Croall co-wrote, directed, and produced a documentary film about her father and her home town of Whyalla, called Yer Old Faither, which premiered at the 2020 Adelaide Film Festival and won the Audience Award, Documentary. It was also selected for screening at the Glasgow Film Festival, and was screened at the Doc Edge film festival in New Zealand.

==Other activities and media appearances==
In 2012 Croall sat on the US Documentary jury at the Sundance Film Festival,

She appeared on BBC Two's The Review Show (2011) and BBC Radio 4's The Media Show (2013). In 2013, she was one of 17 people from the film and television industries to sit on the 25th anniversary advisory committee for POV, a PBS documentary series in the United States.
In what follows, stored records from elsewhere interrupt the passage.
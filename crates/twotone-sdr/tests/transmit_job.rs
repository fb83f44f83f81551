//! End-to-end transmit job against the software simulator.

use std::sync::atomic::AtomicBool;
use std::sync::Arc;
use std::time::Duration;

use twotone_core::tune::TwoTonePlan;
use twotone_core::types::IQSample;
use twotone_sdr::device::{ClockSource, TxConfig, TxDevice};
use twotone_sdr::job::{RunControls, TransmitJob};
use twotone_sdr::simulator::SimDevice;

fn bounded_controls(max_samples: u64) -> RunControls {
    RunControls {
        stop: Arc::new(AtomicBool::new(false)),
        max_samples: Some(max_samples),
        settle: Duration::ZERO,
    }
}

#[test]
fn two_tone_job_tunes_streams_and_closes_the_burst() {
    let plan = TwoTonePlan::new(915.0e6, 50.0e3).unwrap();
    let config = TxConfig {
        amplitude: 0.25,
        gain_db: Some(55.0),
        clock_source: ClockSource::External,
        ..Default::default()
    };

    let mut dev = SimDevice::new();
    let stats = TransmitJob::new(config, plan)
        .run(&mut dev, &bounded_controls(50_000))
        .unwrap();

    // The loop ran until the sample bound
    assert!(stats.samples >= 50_000);
    assert!(stats.buffers >= 1);

    // Both channels landed exactly on their tones, sharing the LO
    assert!((dev.tx_frequency(0).unwrap() - 915.0e6).abs() < 1e-3);
    assert!((dev.tx_frequency(1).unwrap() - 915.05e6).abs() < 1e-3);
    assert_eq!(dev.rf_hz(0), dev.rf_hz(1));

    // Configuration made it to the hardware
    assert_eq!(dev.clock_source(), ClockSource::External);
    assert_eq!(dev.gain_db(0), 55.0);
    assert_eq!(dev.gain_db(1), 55.0);

    // Every transmitted sample is the constant 0.25 + j0.25
    for ch in 0..2 {
        let captured = dev.captured(ch);
        assert!(!captured.is_empty());
        assert!(captured.iter().all(|s| *s == IQSample::new(0.25, 0.25)));
    }

    // Shutdown closed the burst
    assert!(dev.end_burst_seen());
}

#[test]
fn duc_offsets_compensate_a_quantized_lo() {
    // A 40 kHz synthesizer grid cannot hit the 915.025 MHz midpoint
    let plan = TwoTonePlan::new(915.0e6, 50.0e3).unwrap();
    let mut dev = SimDevice::with_lo_step(40_000.0);

    TransmitJob::new(TxConfig::default(), plan)
        .run(&mut dev, &bounded_controls(1))
        .unwrap();

    // The LO sits off the midpoint, the DUCs absorb the difference
    assert_ne!(dev.rf_hz(0), plan.lo_target_hz());
    assert!((dev.rf_hz(0) + dev.duc_hz(0) - 915.0e6).abs() < 1e-3);
    assert!((dev.rf_hz(1) + dev.duc_hz(1) - 915.05e6).abs() < 1e-3);
}

#[test]
fn gain_is_left_alone_when_not_requested() {
    let plan = TwoTonePlan::new(915.0e6, 50.0e3).unwrap();
    let mut dev = SimDevice::new();

    TransmitJob::new(TxConfig::default(), plan)
        .run(&mut dev, &bounded_controls(1))
        .unwrap();

    assert_eq!(dev.gain_db(0), 0.0);
    assert_eq!(dev.gain_db(1), 0.0);
}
In March 2019, Croall was an invited speaker at the Asian Conference on Arts & Humanities. The conference, held in Tokyo, Japan, was based on the theme "Reclaiming the Future".

==Accolades==
Croall's 1999 film Paradise Bent: Boys will be Girls in Samoa won the Silver Plaque at the Chicago International Film Festival.

Croall was awarded an AIDC fellowship in 2005 "to research international developments in cross-platform documentary production", for which she spent time at WGBH-TV in Boston; the Bell Fund in Toronto; NESTA Futurelab; and the BBC in London. She was also a beneficiary of the Australian Film Commission Fellowship Program in 2005.
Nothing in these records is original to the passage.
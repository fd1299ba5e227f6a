use crate::{ast::Literal, errors, TlpsError};

use super::{Token, TokenType};

#[derive(Debug)]
pub struct Scanner<'a> {
    source: &'a str,
    chars: std::iter::Peekable<std::str::CharIndices<'a>>,
    line: usize,
    finished: bool,
}

#[allow(clippy::while_let_on_iterator)]
impl<'a> Scanner<'a> {
    pub fn new(source: &'a str) -> Self {
        Self {
            source,
            chars: source.char_indices().peekable(),
            line: 1,
            finished: false,
        }
    }

    fn match_char(&mut self, next: char) -> bool {
        if let Some((_, c)) = self.chars.peek() {
            if *c == next {
                self.chars.next();
                return true;
            }
        }

        false
    }

    /// Consumes characters while `f` holds and returns the byte offset just past the last one.
    fn advance_while_fn<F: Fn(char) -> bool>(&mut self, start: usize, f: F) -> usize {
        let mut end = start;
        while let Some((loc, c)) = self.chars.peek() {
            if !f(*c) {
                break;
            }

            if *c == '\n' {
                self.line += 1;
            }

            end = *loc + c.len_utf8();
            self.chars.next();
        }

        end
    }

    fn simple(&self, ty: TokenType, lexeme: &str) -> Option<Result<Token, TlpsError>> {
        Some(Ok(Token::new(ty, lexeme, None, self.line)))
    }

    fn read_token(&mut self) -> Option<Result<Token, TlpsError>> {
        while let Some((loc, char)) = self.chars.next() {
            match char {
                ' ' | '\r' | '\t' => continue,
                '\n' => self.line += 1,
                '(' => return self.simple(TokenType::LeftParen, "("),
                ')' => return self.simple(TokenType::RightParen, ")"),
                '{' => return self.simple(TokenType::LeftBrace, "{"),
                '}' => return self.simple(TokenType::RightBrace, "}"),
                ',' => return self.simple(TokenType::Comma, ","),
                '.' => return self.simple(TokenType::Dot, "."),
                '-' => return self.simple(TokenType::Minus, "-"),
                '+' => return self.simple(TokenType::Plus, "+"),
                ';' => return self.simple(TokenType::Semicolon, ";"),
                '*' => return self.simple(TokenType::Star, "*"),

                '!' if self.match_char('=') => return self.simple(TokenType::BangEqual, "!="),
                '!' => return self.simple(TokenType::Bang, "!"),
                '=' if self.match_char('=') => return self.simple(TokenType::EqualEqual, "=="),
                '=' => return self.simple(TokenType::Equal, "="),
                '>' if self.match_char('=') => return self.simple(TokenType::GreaterEqual, ">="),
                '>' => return self.simple(TokenType::Greater, ">"),
                '<' if self.match_char('=') => return self.simple(TokenType::LessEqual, "<="),
                '<' => return self.simple(TokenType::Less, "<"),

                '/' if self.match_char('/') => {
                    while let Some((_, c)) = self.chars.peek() {
                        if *c == '\n' {
                            break;
                        }
                        self.chars.next();
                    }
                }
                '/' if self.match_char('*') => self.skip_block_comment(),
                '/' => return self.simple(TokenType::Slash, "/"),

                '"' => return Some(self.read_string(loc)),

                c if c.is_ascii_digit() => return Some(Ok(self.read_number(loc))),
                c if c.is_alphabetic() || c == '_' => return Some(Ok(self.read_identifier(loc))),

                _ => return Some(Err(errors::lexical(self.line, "Unexpected character."))),
            }
        }

        None
    }

    fn skip_block_comment(&mut self) {
        let mut depth = 1;
        while let Some((_, c)) = self.chars.next() {
            match c {
                '\n' => self.line += 1,
                '/' if self.match_char('*') => depth += 1,
                '*' if self.match_char('/') => {
                    depth -= 1;
                    if depth == 0 {
                        break;
                    }
                }
                _ => {}
            }
        }
    }

    fn read_string(&mut self, start: usize) -> Result<Token, TlpsError> {
        let line = self.line;

        while let Some((loc, c)) = self.chars.next() {
            match c {
                '\n' => self.line += 1,
                '"' => {
                    let value = self.source[start + 1..loc].to_string();
                    return Ok(Token::new(
                        TokenType::String,
                        &self.source[start..=loc],
                        Some(Literal::String(value)),
                        line,
                    ));
                }
                _ => {}
            }
        }

        Err(errors::lexical(self.line, "Unterminated string."))
    }

    fn read_number(&mut self, start: usize) -> Token {
        let mut end = self.advance_while_fn(start + 1, |c| c.is_ascii_digit());

        if let Some((loc, '.')) = self.chars.peek().copied() {
            let fraction_follows = self.source[loc + 1..]
                .chars()
                .next()
                .map(|c| c.is_ascii_digit())
                .unwrap_or_default();

            if fraction_follows {
                self.chars.next();
                end = self.advance_while_fn(loc + 1, |c| c.is_ascii_digit());
            }
        }

        let lexeme = &self.source[start..end];
        // A run of ASCII digits with an optional fraction always parses.
        let value = lexeme.parse().unwrap_or_default();
        Token::new(TokenType::Number, lexeme, Some(Literal::Number(value)), self.line)
    }

    fn read_identifier(&mut self, start: usize) -> Token {
        let first = self.source[start..].chars().next().map(char::len_utf8).unwrap_or(1);
        let end = self.advance_while_fn(start + first, |c| c.is_alphanumeric() || c == '_');
        let lexeme = &self.source[start..end];

        let ty = TokenType::keyword(lexeme).unwrap_or(TokenType::Identifier);
        let literal = match ty {
            TokenType::True => Some(Literal::Bool(true)),
            TokenType::False => Some(Literal::Bool(false)),
            TokenType::Nil => Some(Literal::Nil),
            _ => None,
        };

        Token::new(ty, lexeme, literal, self.line)
    }
}

impl<'a> Iterator for Scanner<'a> {
    type Item = Result<Token, TlpsError>;

    fn next(&mut self) -> Option<Self::Item> {
        if self.finished {
            return None;
        }

        match self.read_token() {
            Some(token) => Some(token),
            None => {
                self.finished = true;
                Some(Ok(Token::new(TokenType::Eof, "", None, self.line)))
            }
        }
    }
}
In 2011, Croall was named a trailblazer by Realscreen. The Alliance of Women Film Journalists named Croall 2013 Ambassador of Women's Films for her work "to boost documentary film and open opportunities for women filmmakers".

In 2014 she was awarded an honorary doctorate from Sheffield Hallam University, "for services to film and culture". In 2015 Croall received Sheffield Doc/Fest's Inspiration Award, which has been awarded since 2009 to someone "who has championed causes in the documentary world".

In 2018, she was the recipient of an Ambassador Award from the Governor's Aboriginal Employment Industry Cluster program (a joint initiative by state and federal governments, established in 2010), to recognise her contribution to the establishing of the Arts and Culture Cluster, as well as serving as the inaugural chair.

In 2020 Croall won the Leadership Award at the SA Woman Awards and in 2021, she was nominated as Leader of the Year in the South Australian Woman of the Year Awards. Also in 2021, she was awarded the Superhero Award at the Doc Edge Festival in New Zealand, in recognition of her outstanding contribution to the documentary industry.

Croall won the Festival Management CEO of the Year 2022 (Australia) as voted by CEO Monthly magazine. In 2023, Croall was listed in the Top 10 Most Admired Women Leaders by Success Pitchers magazine. In the same year, she was named SA Person of the Year at the SA Life Absolute Best Awards.

Croall was appointed a Member of the Order of Australia in the 2024 Australia Day Honours for "significant service to the performing arts, as an administrator, advocate and film maker".

==Personal life==
Former politician Lyn Breuer was a family friend in Whyalla.

Croall has been friends with journalist and commentator Annabel Crabb, whom she met when they were in their early 20s, and bought a house at Aldinga Beach together.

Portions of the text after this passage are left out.